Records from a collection
use std::collections::HashMap;

use chrono::Utc;
use clap::Parser;
use rand::Rng;
use serde::Serialize;
use tracing_subscriber::EnvFilter;
use uuid::Uuid;

use robofleet::config::{Bounds, FleetConfig};
use robofleet::location::{self, Position};
use robofleet::model::{Robot, Task};
use robofleet::stats::{BatteryStats, FleetStats};
use robofleet::Fleet;

const CAPABILITIES: &[&str] = &["lift", "scan", "clean"];
const ROBOT_SPEED: f64 = 5.0; // units per second

#[derive(Parser, Debug)]
#[command(name = "robofleet")]
#[command(version)]
#[command(about = "Simulation driver for the robofleet task scheduler")]
struct Args {
    /// Number of robots to register
    #[arg(long, default_value = "4")]
    robots: usize,

    /// Number of tasks to submit up front
    #[arg(long, default_value = "10")]
    tasks: usize,

    /// Simulation ticks to run
    #[arg(long, default_value = "30")]
    ticks: u64,

    /// Milliseconds between ticks
    #[arg(long, default_value = "100")]
    tick_interval_ms: u64,

    /// Heartbeat timeout for the liveness sweep, in milliseconds.
    /// Defaults to the fleet config value.
    #[arg(long)]
    heartbeat_timeout_ms: Option<u64>,

    /// Half-extent of the square deployment site
    #[arg(long, default_value = "100.0")]
    site_extent: f64,

    /// Print the final report as JSON
    #[arg(long)]
    json: bool,
}

#[derive(Serialize)]
struct Report {
    ticks: u64,
    assignments_committed: usize,
    robots_lost: usize,
    stats: FleetStats,
    battery: Option<BatteryStats>,
    health_score: f64,
}

#[tokio::main]
async fn main() -> Result<(), Box<dyn std::error::Error>> {
    tracing_subscriber::fmt()
        .with_env_filter(EnvFilter::try_from_default_env().unwrap_or_else(|_| EnvFilter::new("info")))
        .init();

    let args = Args::parse();
    let config = FleetConfig::default().with_bounds(Bounds::symmetric(args.site_extent));
    let fleet = Fleet::new(config);
    let timeout_ms = args
        .heartbeat_timeout_ms
        .unwrap_or(fleet.config().heartbeat_timeout_ms);

    let mut rng = rand::thread_rng();

    // Register the fleet at random in-bounds positions.
    let mut robot_ids = Vec::new();
    for i in 0..args.robots {
        let position = Position::new(
            rng.gen_range(-args.site_extent..=args.site_extent),
            rng.gen_range(-args.site_extent..=args.site_extent),
        )?;
        let robot = Robot::new(format!("r{i:02}"), format!("unit-{i:02}"), position)?
            .with_capability(CAPABILITIES[i % CAPABILITIES.len()])
            .with_battery(rng.gen_range(15.0..=100.0))?;
        robot_ids.push(fleet.register_robot(robot)?);
    }

    // Submit the initial workload; roughly half the tasks require a tag.
    for _ in 0..args.tasks {
        let target = Position::new(
            rng.gen_range(-args.site_extent..=args.site_extent),
            rng.gen_range(-args.site_extent..=args.site_extent),
        )?;
        let mut task = Task::new(target).with_priority(rng.gen_range(0..5));
        if rng.gen_bool(0.5) {
            task = task.with_capability(CAPABILITIES[rng.gen_range(0..CAPABILITIES.len())]);
        }
        fleet.submit_task(task)?;
    }

    // One robot goes silent partway through to exercise the recovery path.
    let silent_after = args.ticks / 3;
    let silent_robot = robot_ids.first().cloned();

    let tick_secs = args.tick_interval_ms as f64 / 1000.0;
    let timeout = chrono::Duration::milliseconds(timeout_ms as i64);
    let mut interval = tokio::time::interval(tokio::time::Duration::from_millis(args.tick_interval_ms));

    let mut due: HashMap<Uuid, u64> = HashMap::new();
    let mut assignments_committed = 0usize;
    let mut robots_lost = 0usize;

    for tick in 0..args.ticks {
        interval.tick().await;
        let now = Utc::now();

        for robot_id in &robot_ids {
            if Some(robot_id) == silent_robot.as_ref() && tick >= silent_after {
                continue;
            }
            fleet.heartbeat(robot_id, now)?;
        }

        for assignment in fleet.run_assignment_pass() {
            fleet.start_task(&assignment.task_id)?;
            let travel = location::travel_time(assignment.distance, ROBOT_SPEED)?;
            let ticks_needed = (travel / tick_secs).ceil().max(1.0) as u64;
            due.insert(assignment.task_id, tick + ticks_needed);
            assignments_committed += 1;
        }

        let finished: Vec<Uuid> = due
            .iter()
            .filter(|(_, &at)| at <= tick)
            .map(|(id, _)| *id)
            .collect();
        for task_id in finished {
            due.remove(&task_id);
            if fleet.complete_task(&task_id).is_err() {
                // The task was requeued after a robot loss; the next pass
                // picks it up again.
                tracing::debug!(task_id = %task_id, "Completion skipped, task no longer in progress");
            }
        }

        robots_lost += fleet.sweep_liveness(now, timeout).len();
    }

    let report = Report {
        ticks: args.ticks,
        assignments_committed,
        robots_lost,
        stats: fleet.stats(),
        battery: fleet.battery_stats(),
        health_score: fleet.health_score(),
    };

    if args.json {
        println!("{}", serde_json::to_string_pretty(&report)?);
    } else {
        let s = &report.stats;
        println!("robofleet simulation finished after {} ticks", report.ticks);
        println!(
            "robots: {} total, {} idle, {} busy, {} offline, {} error",
            s.total_robots, s.idle_robots, s.busy_robots, s.offline_robots, s.error_robots
        );
        println!(
            "tasks: {} total, {} pending, {} assigned, {} in progress, {} completed, {} failed, {} cancelled",
            s.total_tasks,
            s.pending_tasks,
            s.assigned_tasks,
            s.in_progress_tasks,
            s.completed_tasks,
            s.failed_tasks,
            s.cancelled_tasks
        );
        println!("assignments committed: {}", report.assignments_committed);
        println!("loss events observed: {}", report.robots_lost);
        if let Some(b) = &report.battery {
            println!(
                "battery: avg {:.1}%, min {:.1}%, max {:.1}%, {} low",
                b.average, b.min, b.max, b.low_count
            );
        }
        println!("health score: {:.1}/100", report.health_score);
    }

    Ok(())
}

— PROMPT —
Please write the data above out again, exactly the same.

— RESPONSE TO THE EXERCISE —
use std::collections::HashMap;

use chrono::Utc;
use clap::Parser;
use rand::Rng;
use serde::Serialize;
use tracing_subscriber::EnvFilter;
use uuid::Uuid;

use robofleet::config::{Bounds, FleetConfig};
use robofleet::location::{self, Position};
use robofleet::model::{Robot, Task};
use robofleet::stats::{BatteryStats, FleetStats};
use robofleet::Fleet;

const CAPABILITIES: &[&str] = &["lift", "scan", "clean"];
const ROBOT_SPEED: f64 = 5.0; // units per second

#[derive(Parser, Debug)]
#[command(name = "robofleet")]
#[command(version)]
#[command(about = "Simulation driver for the robofleet task scheduler")]
struct Args {
    /// Number of robots to register
    #[arg(long, default_value = "4")]
    robots: usize,

    /// Number of tasks to submit up front
    #[arg(long, default_value = "10")]
    tasks: usize,

    /// Simulation ticks to run
    #[arg(long, default_value = "30")]
    ticks: u64,

    /// Milliseconds between ticks
    #[arg(long, default_value = "100")]
    tick_interval_ms: u64,

    /// Heartbeat timeout for the liveness sweep, in milliseconds.
    /// Defaults to the fleet config value.
    #[arg(long)]
    heartbeat_timeout_ms: Option<u64>,

    /// Half-extent of the square deployment site
    #[arg(long, default_value = "100.0")]
    site_extent: f64,

    /// Print the final report as JSON
    #[arg(long)]
    json: bool,
}

#[derive(Serialize)]
struct Report {
    ticks: u64,
    assignments_committed: usize,
    robots_lost: usize,
    stats: FleetStats,
    battery: Option<BatteryStats>,
    health_score: f64,
}

#[tokio::main]
async fn main() -> Result<(), Box<dyn std::error::Error>> {
    tracing_subscriber::fmt()
        .with_env_filter(EnvFilter::try_from_default_env().unwrap_or_else(|_| EnvFilter::new("info")))
        .init();

    let args = Args::parse();
    let config = FleetConfig::default().with_bounds(Bounds::symmetric(args.site_extent));
    let fleet = Fleet::new(config);
    let timeout_ms = args
        .heartbeat_timeout_ms
        .unwrap_or(fleet.config().heartbeat_timeout_ms);

    let mut rng = rand::thread_rng();

    // Register the fleet at random in-bounds positions.
    let mut robot_ids = Vec::new();
    for i in 0..args.robots {
        let position = Position::new(
            rng.gen_range(-args.site_extent..=args.site_extent),
            rng.gen_range(-args.site_extent..=args.site_extent),
        )?;
        let robot = Robot::new(format!("r{i:02}"), format!("unit-{i:02}"), position)?
            .with_capability(CAPABILITIES[i % CAPABILITIES.len()])
            .with_battery(rng.gen_range(15.0..=100.0))?;
        robot_ids.push(fleet.register_robot(robot)?);
    }

    // Submit the initial workload; roughly half the tasks require a tag.
    for _ in 0..args.tasks {
        let target = Position::new(
            rng.gen_range(-args.site_extent..=args.site_extent),
            rng.gen_range(-args.site_extent..=args.site_extent),
        )?;
        let mut task = Task::new(target).with_priority(rng.gen_range(0..5));
        if rng.gen_bool(0.5) {
            task = task.with_capability(CAPABILITIES[rng.gen_range(0..CAPABILITIES.len())]);
        }
        fleet.submit_task(task)?;
    }

    // One robot goes silent partway through to exercise the recovery path.
    let silent_after = args.ticks / 3;
    let silent_robot = robot_ids.first().cloned();

    let tick_secs = args.tick_interval_ms as f64 / 1000.0;
    let timeout = chrono::Duration::milliseconds(timeout_ms as i64);
    let mut interval = tokio::time::interval(tokio::time::Duration::from_millis(args.tick_interval_ms));

    let mut due: HashMap<Uuid, u64> = HashMap::new();
    let mut assignments_committed = 0usize;
    let mut robots_lost = 0usize;

    for tick in 0..args.ticks {
        interval.tick().await;
        let now = Utc::now();

        for robot_id in &robot_ids {
            if Some(robot_id) == silent_robot.as_ref() && tick >= silent_after {
                continue;
            }
            fleet.heartbeat(robot_id, now)?;
        }

        for assignment in fleet.run_assignment_pass() {
            fleet.start_task(&assignment.task_id)?;
            let travel = location::travel_time(assignment.distance, ROBOT_SPEED)?;
            let ticks_needed = (travel / tick_secs).ceil().max(1.0) as u64;
            due.insert(assignment.task_id, tick + ticks_needed);
            assignments_committed += 1;
        }

        let finished: Vec<Uuid> = due
            .iter()
            .filter(|(_, &at)| at <= tick)
            .map(|(id, _)| *id)
            .collect();
        for task_id in finished {
            due.remove(&task_id);
            if fleet.complete_task(&task_id).is_err() {
                // The task was requeued after a robot loss; the next pass
                // picks it up again.
                tracing::debug!(task_id = %task_id, "Completion skipped, task no longer in progress");
            }
        }

        robots_lost += fleet.sweep_liveness(now, timeout).len();
    }

    let report = Report {
        ticks: args.ticks,
        assignments_committed,
        robots_lost,
        stats: fleet.stats(),
        battery: fleet.battery_stats(),
        health_score: fleet.health_score(),
    };

    if args.json {
        println!("{}", serde_json::to_string_pretty(&report)?);
    } else {
        let s = &report.stats;
        println!("robofleet simulation finished after {} ticks", report.ticks);
        println!(
            "robots: {} total, {} idle, {} busy, {} offline, {} error",
            s.total_robots, s.idle_robots, s.busy_robots, s.offline_robots, s.error_robots
        );
        println!(
            "tasks: {} total, {} pending, {} assigned, {} in progress, {} completed, {} failed, {} cancelled",
            s.total_tasks,
            s.pending_tasks,
            s.assigned_tasks,
            s.in_progress_tasks,
            s.completed_tasks,
            s.failed_tasks,
            s.cancelled_tasks
        );
        println!("assignments committed: {}", report.assignments_committed);
        println!("loss events observed: {}", report.robots_lost);
        if let Some(b) = &report.battery {
            println!(
                "battery: avg {:.1}%, min {:.1}%, max {:.1}%, {} low",
                b.average, b.min, b.max, b.low_count
            );
        }
        println!("health score: {:.1}/100", report.health_score);
    }

    Ok(())
}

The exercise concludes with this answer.